Output the entire listing below exactly as it stands.

▼▼▼

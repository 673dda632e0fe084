//! State shared by a machine's listener and ticker.

use std::sync::atomic::{AtomicBool, Ordering};
use std::sync::Arc;

use tracing::{trace, warn};

use clocksim_core::{ConnectionStatus, EventKind, EventRecord, EventSink, Inbox, LamportClock};
use clocksim_telemetry::MetricsRecorder;

pub struct MachineContext {
    pub id: u32,
    pub clock: LamportClock,
    pub inbox: Inbox,
    pub metrics: MetricsRecorder,
    sink: Arc<dyn EventSink>,
    running: AtomicBool,
}

impl MachineContext {
    pub fn new(id: u32, clock: LamportClock, sink: Arc<dyn EventSink>, metrics: MetricsRecorder) -> Self {
        Self {
            id,
            clock,
            inbox: Inbox::new(),
            metrics,
            sink,
            running: AtomicBool::new(false),
        }
    }

    #[inline]
    pub fn is_running(&self) -> bool {
        self.running.load(Ordering::Acquire)
    }

    pub(crate) fn set_running(&self, running: bool) {
        self.running.store(running, Ordering::Release);
    }

    /// Appends one event with the current inbox length.
    pub fn record(&self, kind: EventKind, logical_clock: u64) {
        let record = EventRecord::now(kind, self.inbox.len(), logical_clock);
        trace!(machine_id = self.id, event = %kind, queue_length = record.queue_length, logical_clock, "Event");
        self.metrics.record_event(kind, logical_clock);
        if let Err(e) = self.sink.append(&record) {
            warn!(machine_id = self.id, "Failed to record {kind} event: {e}");
        }
    }

    pub fn record_connection(&self, status: ConnectionStatus) {
        if let Err(e) = self.sink.append_connection(&status) {
            warn!(machine_id = self.id, "Failed to record connection status: {e}");
        }
    }
}

#[cfg(test)]
pub(crate) mod tests {
    use super::*;
    use clocksim_core::MemorySink;

    /// Context starting at `clock`, recording into the returned memory sink.
    pub(crate) fn context_at(clock: u64) -> (Arc<MachineContext>, Arc<MemorySink>) {
        let sink = Arc::new(MemorySink::new());
        let ctx = MachineContext::new(
            1,
            LamportClock::new(clock),
            sink.clone(),
            MetricsRecorder::new(1).unwrap(),
        );
        (Arc::new(ctx), sink)
    }

    #[test]
    fn record_captures_queue_length_and_metrics() {
        let (ctx, sink) = context_at(0);
        ctx.inbox.push(4);
        ctx.inbox.push(8);
        ctx.record(EventKind::Internal, 1);

        let records = sink.records();
        assert_eq!(records.len(), 1);
        assert_eq!(records[0].queue_length, 2);
        assert_eq!(records[0].logical_clock, 1);
        assert_eq!(ctx.metrics.events_of(EventKind::Internal), 1);
    }

    #[test]
    fn starts_not_running() {
        let (ctx, _) = context_at(0);
        assert!(!ctx.is_running());
        ctx.set_running(true);
        assert!(ctx.is_running());
    }
}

▲▲▲

RESPONSE AREA
repository 673dda632e0fe084
//! State shared by a machine's listener and ticker.

use std::sync::atomic::{AtomicBool, Ordering};
use std::sync::Arc;

use tracing::{trace, warn};

use clocksim_core::{ConnectionStatus, EventKind, EventRecord, EventSink, Inbox, LamportClock};
use clocksim_telemetry::MetricsRecorder;

pub struct MachineContext {
    pub id: u32,
    pub clock: LamportClock,
    pub inbox: Inbox,
    pub metrics: MetricsRecorder,
    sink: Arc<dyn EventSink>,
    running: AtomicBool,
}

impl MachineContext {
    pub fn new(id: u32, clock: LamportClock, sink: Arc<dyn EventSink>, metrics: MetricsRecorder) -> Self {
        Self {
            id,
            clock,
            inbox: Inbox::new(),
            metrics,
            sink,
            running: AtomicBool::new(false),
        }
    }

    #[inline]
    pub fn is_running(&self) -> bool {
        self.running.load(Ordering::Acquire)
    }

    pub(crate) fn set_running(&self, running: bool) {
        self.running.store(running, Ordering::Release);
    }

    /// Appends one event with the current inbox length.
    pub fn record(&self, kind: EventKind, logical_clock: u64) {
        let record = EventRecord::now(kind, self.inbox.len(), logical_clock);
        trace!(machine_id = self.id, event = %kind, queue_length = record.queue_length, logical_clock, "Event");
        self.metrics.record_event(kind, logical_clock);
        if let Err(e) = self.sink.append(&record) {
            warn!(machine_id = self.id, "Failed to record {kind} event: {e}");
        }
    }

    pub fn record_connection(&self, status: ConnectionStatus) {
        if let Err(e) = self.sink.append_connection(&status) {
            warn!(machine_id = self.id, "Failed to record connection status: {e}");
        }
    }
}

#[cfg(test)]
pub(crate) mod tests {
    use super::*;
    use clocksim_core::MemorySink;

    /// Context starting at `clock`, recording into the returned memory sink.
    pub(crate) fn context_at(clock: u64) -> (Arc<MachineContext>, Arc<MemorySink>) {
        let sink = Arc::new(MemorySink::new());
        let ctx = MachineContext::new(
            1,
            LamportClock::new(clock),
            sink.clone(),
            MetricsRecorder::new(1).unwrap(),
        );
        (Arc::new(ctx), sink)
    }

    #[test]
    fn record_captures_queue_length_and_metrics() {
        let (ctx, sink) = context_at(0);
        ctx.inbox.push(4);
        ctx.inbox.push(8);
        ctx.record(EventKind::Internal, 1);

        let records = sink.records();
        assert_eq!(records.len(), 1);
        assert_eq!(records[0].queue_length, 2);
        assert_eq!(records[0].logical_clock, 1);
        assert_eq!(ctx.metrics.events_of(EventKind::Internal), 1);
    }

    #[test]
    fn starts_not_running() {
        let (ctx, _) = context_at(0);
        assert!(!ctx.is_running());
        ctx.set_running(true);
        assert!(ctx.is_running());
    }
}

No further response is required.